Wherever a line below holds the word "PartialEq", copy that line.

- Opening Delimiter -

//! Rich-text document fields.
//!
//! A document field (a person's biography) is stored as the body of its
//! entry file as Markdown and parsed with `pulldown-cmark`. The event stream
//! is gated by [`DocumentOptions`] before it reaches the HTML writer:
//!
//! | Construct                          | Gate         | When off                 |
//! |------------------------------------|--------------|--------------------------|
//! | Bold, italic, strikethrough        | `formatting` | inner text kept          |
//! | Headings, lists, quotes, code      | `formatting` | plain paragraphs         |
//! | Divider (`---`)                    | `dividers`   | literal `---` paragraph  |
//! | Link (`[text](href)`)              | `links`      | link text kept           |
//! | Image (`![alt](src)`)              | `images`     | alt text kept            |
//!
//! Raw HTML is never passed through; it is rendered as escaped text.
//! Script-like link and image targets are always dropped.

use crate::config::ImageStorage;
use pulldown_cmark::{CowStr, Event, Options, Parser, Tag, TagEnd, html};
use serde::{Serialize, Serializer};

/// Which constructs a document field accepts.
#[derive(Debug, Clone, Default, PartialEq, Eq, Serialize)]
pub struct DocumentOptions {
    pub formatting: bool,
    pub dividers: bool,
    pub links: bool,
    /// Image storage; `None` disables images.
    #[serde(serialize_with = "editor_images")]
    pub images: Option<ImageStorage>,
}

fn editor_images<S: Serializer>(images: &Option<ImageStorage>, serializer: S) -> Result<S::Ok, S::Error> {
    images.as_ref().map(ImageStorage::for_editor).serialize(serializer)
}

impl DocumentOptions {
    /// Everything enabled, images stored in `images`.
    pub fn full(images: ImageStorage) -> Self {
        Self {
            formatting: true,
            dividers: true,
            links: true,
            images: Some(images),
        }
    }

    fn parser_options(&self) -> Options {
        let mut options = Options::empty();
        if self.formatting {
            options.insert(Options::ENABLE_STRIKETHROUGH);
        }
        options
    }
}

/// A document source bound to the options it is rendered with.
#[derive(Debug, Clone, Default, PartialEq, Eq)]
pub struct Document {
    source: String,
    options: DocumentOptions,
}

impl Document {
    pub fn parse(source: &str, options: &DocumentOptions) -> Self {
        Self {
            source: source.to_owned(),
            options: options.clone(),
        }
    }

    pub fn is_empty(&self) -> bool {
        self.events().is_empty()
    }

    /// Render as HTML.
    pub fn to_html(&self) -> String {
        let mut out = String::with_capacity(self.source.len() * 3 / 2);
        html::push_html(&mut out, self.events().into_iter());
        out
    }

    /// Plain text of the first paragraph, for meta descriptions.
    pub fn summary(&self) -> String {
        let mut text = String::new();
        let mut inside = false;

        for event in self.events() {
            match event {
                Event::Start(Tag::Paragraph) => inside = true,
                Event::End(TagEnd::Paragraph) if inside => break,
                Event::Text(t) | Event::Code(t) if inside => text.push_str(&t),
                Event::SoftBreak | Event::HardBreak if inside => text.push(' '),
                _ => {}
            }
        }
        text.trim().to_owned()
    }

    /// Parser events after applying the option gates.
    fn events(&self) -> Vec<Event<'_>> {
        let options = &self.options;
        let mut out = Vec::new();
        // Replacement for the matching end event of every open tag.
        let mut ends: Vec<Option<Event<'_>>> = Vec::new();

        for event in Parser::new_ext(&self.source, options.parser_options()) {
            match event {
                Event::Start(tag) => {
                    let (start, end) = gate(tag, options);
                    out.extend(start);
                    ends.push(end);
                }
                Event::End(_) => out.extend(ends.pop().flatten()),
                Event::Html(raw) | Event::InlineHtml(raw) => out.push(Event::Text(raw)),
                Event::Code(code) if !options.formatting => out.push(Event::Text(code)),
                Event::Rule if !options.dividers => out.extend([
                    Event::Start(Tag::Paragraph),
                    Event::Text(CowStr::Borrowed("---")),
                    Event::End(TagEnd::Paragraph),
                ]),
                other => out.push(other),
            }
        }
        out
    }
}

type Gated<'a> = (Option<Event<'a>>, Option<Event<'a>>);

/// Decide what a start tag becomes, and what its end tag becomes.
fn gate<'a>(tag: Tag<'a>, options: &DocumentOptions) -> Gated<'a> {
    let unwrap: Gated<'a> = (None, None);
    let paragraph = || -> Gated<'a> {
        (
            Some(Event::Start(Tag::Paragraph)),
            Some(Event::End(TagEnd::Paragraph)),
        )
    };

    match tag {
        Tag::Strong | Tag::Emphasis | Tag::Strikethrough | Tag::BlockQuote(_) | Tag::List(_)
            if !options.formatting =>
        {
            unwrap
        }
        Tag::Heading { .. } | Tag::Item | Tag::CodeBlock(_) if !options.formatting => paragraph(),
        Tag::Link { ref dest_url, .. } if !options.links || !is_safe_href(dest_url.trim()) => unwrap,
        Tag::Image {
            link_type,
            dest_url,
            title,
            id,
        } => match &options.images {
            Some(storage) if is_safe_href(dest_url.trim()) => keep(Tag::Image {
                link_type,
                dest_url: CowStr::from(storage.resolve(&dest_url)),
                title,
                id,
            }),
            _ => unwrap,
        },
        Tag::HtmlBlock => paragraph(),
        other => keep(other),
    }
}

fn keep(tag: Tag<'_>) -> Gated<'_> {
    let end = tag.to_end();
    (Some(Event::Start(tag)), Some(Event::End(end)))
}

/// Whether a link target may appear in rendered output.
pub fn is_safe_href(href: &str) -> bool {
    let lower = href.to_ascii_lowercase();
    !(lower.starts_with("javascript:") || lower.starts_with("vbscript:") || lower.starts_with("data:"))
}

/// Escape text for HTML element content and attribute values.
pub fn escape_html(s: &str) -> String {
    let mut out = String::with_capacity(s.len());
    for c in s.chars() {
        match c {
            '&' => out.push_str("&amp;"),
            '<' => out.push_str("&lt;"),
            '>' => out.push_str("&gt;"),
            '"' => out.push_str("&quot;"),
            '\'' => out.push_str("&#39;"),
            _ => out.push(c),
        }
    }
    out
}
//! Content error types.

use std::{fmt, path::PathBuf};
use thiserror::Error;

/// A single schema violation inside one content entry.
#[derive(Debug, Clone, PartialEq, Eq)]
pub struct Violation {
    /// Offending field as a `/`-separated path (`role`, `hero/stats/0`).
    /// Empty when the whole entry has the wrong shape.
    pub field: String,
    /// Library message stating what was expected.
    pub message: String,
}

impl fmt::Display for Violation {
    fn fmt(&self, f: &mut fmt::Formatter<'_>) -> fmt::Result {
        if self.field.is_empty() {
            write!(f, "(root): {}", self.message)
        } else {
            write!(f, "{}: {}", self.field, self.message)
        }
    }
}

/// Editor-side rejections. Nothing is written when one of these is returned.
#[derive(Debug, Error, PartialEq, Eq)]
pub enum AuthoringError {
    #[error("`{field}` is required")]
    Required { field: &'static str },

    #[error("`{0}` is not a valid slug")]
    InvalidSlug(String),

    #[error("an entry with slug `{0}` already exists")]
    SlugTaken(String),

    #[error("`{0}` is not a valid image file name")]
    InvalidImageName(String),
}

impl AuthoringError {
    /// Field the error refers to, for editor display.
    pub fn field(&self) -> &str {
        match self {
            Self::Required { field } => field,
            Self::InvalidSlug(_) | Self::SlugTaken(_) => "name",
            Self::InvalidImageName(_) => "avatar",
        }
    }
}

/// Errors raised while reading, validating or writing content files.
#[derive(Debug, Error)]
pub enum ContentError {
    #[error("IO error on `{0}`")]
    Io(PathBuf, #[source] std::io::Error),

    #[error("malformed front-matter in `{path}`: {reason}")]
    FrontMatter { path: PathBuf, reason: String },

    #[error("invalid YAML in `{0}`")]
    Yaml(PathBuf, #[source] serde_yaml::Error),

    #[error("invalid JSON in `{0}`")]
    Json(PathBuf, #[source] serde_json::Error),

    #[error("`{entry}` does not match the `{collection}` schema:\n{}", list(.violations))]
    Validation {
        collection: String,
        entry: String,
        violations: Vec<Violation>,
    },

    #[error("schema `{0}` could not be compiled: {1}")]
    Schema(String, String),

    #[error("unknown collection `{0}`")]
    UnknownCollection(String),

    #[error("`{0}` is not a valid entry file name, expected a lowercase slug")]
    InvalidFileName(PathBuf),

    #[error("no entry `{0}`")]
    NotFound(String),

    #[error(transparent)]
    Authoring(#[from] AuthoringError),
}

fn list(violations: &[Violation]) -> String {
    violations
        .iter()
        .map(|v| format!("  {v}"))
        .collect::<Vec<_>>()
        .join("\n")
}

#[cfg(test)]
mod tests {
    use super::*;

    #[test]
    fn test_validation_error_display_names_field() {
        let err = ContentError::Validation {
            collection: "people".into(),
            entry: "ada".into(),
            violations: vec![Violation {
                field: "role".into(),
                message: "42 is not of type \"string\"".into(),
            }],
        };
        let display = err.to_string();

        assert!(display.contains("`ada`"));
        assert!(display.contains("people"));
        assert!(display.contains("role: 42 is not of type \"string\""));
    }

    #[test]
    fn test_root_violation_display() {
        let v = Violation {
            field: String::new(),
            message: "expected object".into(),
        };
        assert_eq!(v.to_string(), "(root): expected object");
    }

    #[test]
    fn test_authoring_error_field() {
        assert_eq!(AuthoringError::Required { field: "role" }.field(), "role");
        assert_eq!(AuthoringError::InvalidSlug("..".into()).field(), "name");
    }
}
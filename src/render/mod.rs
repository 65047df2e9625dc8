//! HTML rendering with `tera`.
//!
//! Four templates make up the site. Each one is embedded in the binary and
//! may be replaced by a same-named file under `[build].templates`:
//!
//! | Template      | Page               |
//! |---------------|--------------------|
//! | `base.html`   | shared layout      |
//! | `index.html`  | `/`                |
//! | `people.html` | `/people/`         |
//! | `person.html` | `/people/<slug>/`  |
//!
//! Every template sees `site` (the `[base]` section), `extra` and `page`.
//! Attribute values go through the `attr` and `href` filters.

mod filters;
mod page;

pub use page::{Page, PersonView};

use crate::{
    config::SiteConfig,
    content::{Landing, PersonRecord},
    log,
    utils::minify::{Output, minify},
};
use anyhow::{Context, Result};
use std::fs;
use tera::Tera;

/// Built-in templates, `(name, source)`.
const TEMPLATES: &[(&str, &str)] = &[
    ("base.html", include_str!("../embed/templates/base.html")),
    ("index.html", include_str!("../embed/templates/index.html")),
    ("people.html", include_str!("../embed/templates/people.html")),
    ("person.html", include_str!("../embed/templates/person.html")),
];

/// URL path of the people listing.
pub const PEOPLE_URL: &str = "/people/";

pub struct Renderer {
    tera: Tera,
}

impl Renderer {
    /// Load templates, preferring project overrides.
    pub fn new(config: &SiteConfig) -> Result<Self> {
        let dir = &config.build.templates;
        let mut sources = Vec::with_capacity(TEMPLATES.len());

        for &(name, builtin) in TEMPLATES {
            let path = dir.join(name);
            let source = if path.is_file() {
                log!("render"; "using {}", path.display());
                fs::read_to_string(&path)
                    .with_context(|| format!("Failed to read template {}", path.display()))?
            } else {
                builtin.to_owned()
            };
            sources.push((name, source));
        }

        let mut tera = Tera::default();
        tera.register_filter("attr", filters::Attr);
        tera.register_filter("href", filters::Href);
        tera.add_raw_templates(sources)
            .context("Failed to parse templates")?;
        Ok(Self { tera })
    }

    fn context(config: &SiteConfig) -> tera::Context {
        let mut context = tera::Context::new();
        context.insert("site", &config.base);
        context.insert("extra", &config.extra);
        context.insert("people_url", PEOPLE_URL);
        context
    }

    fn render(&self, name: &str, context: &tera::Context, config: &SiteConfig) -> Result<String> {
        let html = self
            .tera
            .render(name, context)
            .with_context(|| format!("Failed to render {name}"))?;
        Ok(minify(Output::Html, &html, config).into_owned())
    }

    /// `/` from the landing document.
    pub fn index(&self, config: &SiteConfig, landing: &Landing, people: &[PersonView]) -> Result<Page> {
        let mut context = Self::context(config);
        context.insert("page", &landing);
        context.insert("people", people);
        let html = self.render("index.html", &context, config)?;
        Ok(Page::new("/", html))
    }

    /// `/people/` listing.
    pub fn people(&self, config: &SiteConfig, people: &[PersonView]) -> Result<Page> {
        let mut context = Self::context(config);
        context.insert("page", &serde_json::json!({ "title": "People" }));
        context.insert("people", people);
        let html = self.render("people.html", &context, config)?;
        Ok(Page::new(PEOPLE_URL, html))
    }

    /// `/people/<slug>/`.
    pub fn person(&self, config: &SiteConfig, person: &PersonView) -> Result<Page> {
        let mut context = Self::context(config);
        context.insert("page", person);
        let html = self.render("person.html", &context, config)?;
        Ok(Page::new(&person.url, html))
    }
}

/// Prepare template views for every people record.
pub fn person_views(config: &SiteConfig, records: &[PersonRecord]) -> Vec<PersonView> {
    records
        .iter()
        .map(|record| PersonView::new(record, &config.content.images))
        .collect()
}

- Closing Delimiter -

● Written solution:
#[derive(Debug, Clone, Default, PartialEq, Eq, Serialize)]
#[derive(Debug, Clone, Default, PartialEq, Eq)]
#[derive(Debug, Clone, PartialEq, Eq)]
#[derive(Debug, Error, PartialEq, Eq)]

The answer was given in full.